Rev. Forrest Chruch in front of historic All Souls Church in Manhattan. Church is the subject of "Being Alive and Having to Die," a new book by Dan Cryer (St. Martin's, November 2011). Credit: All Souls Church

BEING ALIVE AND HAVING TO DIE: The Spiritual Odyssey of Forrest Church, by Dan Cryer. St. Martin's Press, 352 pp., $27.99.

 

Born in 1948, the son of Idaho's liberal Democratic Sen. Frank Church, Forrest Church became the spokesman for another form of liberalism: the socially conscious, theologically inclusive religion practiced by members of the Unitarian Universalist Association. The minister of Manhattan's All Souls Church, Church countered right-wing Christian fundamentalism in a series of books whose vision is encapsulated in the title "God and Other Famous Liberals."
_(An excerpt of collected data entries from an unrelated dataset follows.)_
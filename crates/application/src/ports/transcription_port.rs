//! Speech-to-text port

use std::path::PathBuf;

use async_trait::async_trait;
#[cfg(test)]
use mockall::automock;

use crate::error::ApplicationError;

/// An audio file on local disk handed to a provider
#[derive(Debug, Clone, PartialEq, Eq)]
pub struct AudioSource {
    pub path: PathBuf,
    /// Name reported to the provider
    pub filename: String,
    pub content_type: String,
}

/// Port for the hosted transcription provider
#[cfg_attr(test, automock)]
#[async_trait]
pub trait TranscriptionPort: Send + Sync {
    /// Transcribe a stored audio file into plain text
    async fn transcribe(&self, audio: &AudioSource) -> Result<String, ApplicationError>;

    /// Whether credentials for the provider are present
    fn is_configured(&self) -> bool;
}
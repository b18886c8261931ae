//! Row shapes of the tables the server uses

use chrono::{DateTime, Utc};
use serde::{Deserialize, Deserializer, Serialize};

/// A row of the `todos` table
#[derive(Debug, Clone, PartialEq, Eq, Deserialize)]
pub struct TodoRow {
    #[serde(deserialize_with = "string_or_number")]
    pub id: String,
    pub title: String,
    pub is_complete: bool,
    pub created_at: DateTime<Utc>,
}

/// Writable columns of the `todos` table
#[derive(Debug, Clone, Serialize)]
pub struct TodoWrite<'a> {
    pub title: &'a str,
    pub is_complete: bool,
}

/// A row of the `user_api_keys` table
#[derive(Debug, Clone, PartialEq, Eq, Deserialize)]
pub struct ApiKeyRow {
    #[serde(default, deserialize_with = "opt_string_or_number")]
    pub id: Option<String>,
    pub user_id: String,
    pub api_key: String,
    #[serde(default)]
    pub provider: Option<String>,
    #[serde(default)]
    pub created_at: Option<DateTime<Utc>>,
}

/// Writable columns of the `user_api_keys` table
#[derive(Debug, Clone, Serialize)]
pub struct ApiKeyWrite<'a> {
    pub user_id: &'a str,
    pub api_key: &'a str,
    #[serde(skip_serializing_if = "Option::is_none")]
    pub provider: Option<&'a str>,
}

#[derive(Deserialize)]
#[serde(untagged)]
enum RawId {
    Text(String),
    Int(i64),
    Uint(u64),
}

impl From<RawId> for String {
    fn from(raw: RawId) -> Self {
        match raw {
            RawId::Text(s) => s,
            RawId::Int(n) => n.to_string(),
            RawId::Uint(n) => n.to_string(),
        }
    }
}

/// Ids may be `uuid` or `bigint` columns
fn string_or_number<'de, D: Deserializer<'de>>(de: D) -> Result<String, D::Error> {
    RawId::deserialize(de).map(String::from)
}

fn opt_string_or_number<'de, D: Deserializer<'de>>(de: D) -> Result<Option<String>, D::Error> {
    Option::<RawId>::deserialize(de).map(|raw| raw.map(String::from))
}

#[cfg(test)]
mod tests {
    use super::*;

    #[test]
    fn todo_row_accepts_numeric_id() {
        let row: TodoRow = serde_json::from_str(
            r#"{"id": 42, "title": "t", "is_complete": false, "created_at": "2024-01-01T00:00:00+00:00"}"#,
        )
        .unwrap();
        assert_eq!(row.id, "42");
    }

    #[test]
    fn todo_row_accepts_uuid_id() {
        let row: TodoRow = serde_json::from_str(
            r#"{"id": "6f1c2b1e-0000-4000-8000-000000000000", "title": "t", "is_complete": true, "created_at": "2024-01-01T00:00:00.5Z"}"#,
        )
        .unwrap();
        assert!(row.id.starts_with("6f1c"));
    }

    #[test]
    fn api_key_row_optional_columns() {
        let row: ApiKeyRow =
            serde_json::from_str(r#"{"user_id": "u", "api_key": "k"}"#).unwrap();
        assert!(row.id.is_none());
        assert!(row.provider.is_none());

        let row: ApiKeyRow =
            serde_json::from_str(r#"{"id": 7, "user_id": "u", "api_key": "k", "provider": "openai"}"#)
                .unwrap();
        assert_eq!(row.id.as_deref(), Some("7"));
    }

    #[test]
    fn api_key_write_omits_missing_provider() {
        let json = serde_json::to_value(ApiKeyWrite {
            user_id: "u",
            api_key: "k",
            provider: None,
        })
        .unwrap();
        assert!(json.get("provider").is_none());
    }
}
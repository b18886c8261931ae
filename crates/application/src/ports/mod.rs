//! Port definitions for application layer
//!
//! Ports are interfaces that define how the application interacts with
//! external systems. Adapters in the infrastructure layer implement these ports.

mod database_health_port;
mod encryption_port;
mod identity_provider_port;
mod session_store;
mod todo_store;
mod transcription_port;
mod transliteration_port;
mod voice_provider_port;

#[cfg(test)]
pub use database_health_port::MockDatabaseHealthPort;
pub use database_health_port::DatabaseHealthPort;
#[cfg(test)]
pub use encryption_port::MockEncryptionPort;
pub use encryption_port::{EncryptionPort, NoOpEncryption};
#[cfg(test)]
pub use identity_provider_port::MockIdentityProviderPort;
pub use identity_provider_port::IdentityProviderPort;
#[cfg(test)]
pub use session_store::MockApiKeySessionStorePort;
pub use session_store::ApiKeySessionStorePort;
#[cfg(test)]
pub use todo_store::MockTodoStorePort;
pub use todo_store::TodoStorePort;
#[cfg(test)]
pub use transcription_port::MockTranscriptionPort;
pub use transcription_port::{AudioSource, TranscriptionPort};
#[cfg(test)]
pub use transliteration_port::MockTransliterationPort;
pub use transliteration_port::{Transliteration, TransliterationPort, TransliterationSource};
#[cfg(test)]
pub use voice_provider_port::MockVoiceProviderPort;
pub use voice_provider_port::VoiceProviderPort;
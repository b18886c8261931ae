//! Local storage for uploads and generated audio.

use std::path::PathBuf;

use domain::{TRANSCRIPTION_MAX_BYTES, VOICE_SAMPLE_MAX_BYTES};
use serde::{Deserialize, Serialize};

#[derive(Debug, Clone, Serialize, Deserialize)]
pub struct StorageConfig {
    /// Where uploads are written while a provider call is in flight
    #[serde(default = "default_upload_dir")]
    pub upload_dir: PathBuf,

    /// Where synthesized audio is kept for download
    #[serde(default = "default_output_dir")]
    pub output_dir: PathBuf,

    #[serde(default = "default_max_transcription_bytes")]
    pub max_transcription_bytes: usize,

    #[serde(default = "default_max_voice_sample_bytes")]
    pub max_voice_sample_bytes: usize,
}

fn default_upload_dir() -> PathBuf {
    PathBuf::from("uploads/audio")
}

fn default_output_dir() -> PathBuf {
    PathBuf::from("output")
}

const fn default_max_transcription_bytes() -> usize {
    TRANSCRIPTION_MAX_BYTES
}

const fn default_max_voice_sample_bytes() -> usize {
    VOICE_SAMPLE_MAX_BYTES
}

impl Default for StorageConfig {
    fn default() -> Self {
        Self {
            upload_dir: default_upload_dir(),
            output_dir: default_output_dir(),
            max_transcription_bytes: default_max_transcription_bytes(),
            max_voice_sample_bytes: default_max_voice_sample_bytes(),
        }
    }
}

impl StorageConfig {
    /// Largest request body the server has to accept
    pub fn max_body_bytes(&self) -> usize {
        // multipart framing and the text field ride on top of the file
        self.max_transcription_bytes
            .max(self.max_voice_sample_bytes)
            .saturating_add(1024 * 1024)
    }
}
Former Newsday critic Dan Cryer traces the outward arc of Church's life, from a typically restless, questing baby boomer youth to his death at age 61. Himself a congregant at All Souls, Cryer makes good use of interviews granted by Church in the last two years of his life to explore the inner journey that is the book's central concern.

Gregarious and affably dominant, the center of attention in any group, Church was named minister of All Souls at 29. Yet Cryer gently suggests that his spirituality achieved its deepest levels only after a 1991 scandal nearly ended his career. Divorce from his wife, due to an affair with a married parishioner, confronted a man used to being "preternaturally beloved" with an angry recall vote. Church survived the recall, but only after enduring public humiliation.

Chastened and remarried to his lover, whom he considered "his soul mate," Church now found his earlier works "glib" and sought to convey his newly pressing sense of the inevitability of failure and suffering, the miracle of life that we must cherish every day.

A terminal cancer diagnosis in 2006 strengthened his desire "to 'remythologize' a Unitarian faith grown too cerebral." He died at home three years later. Cryer's quietly moving biography affirms the enduring power of Church's liberal religious creed, which urges us to find God all around us and in the hearts of our fellow human beings, whatever their religion.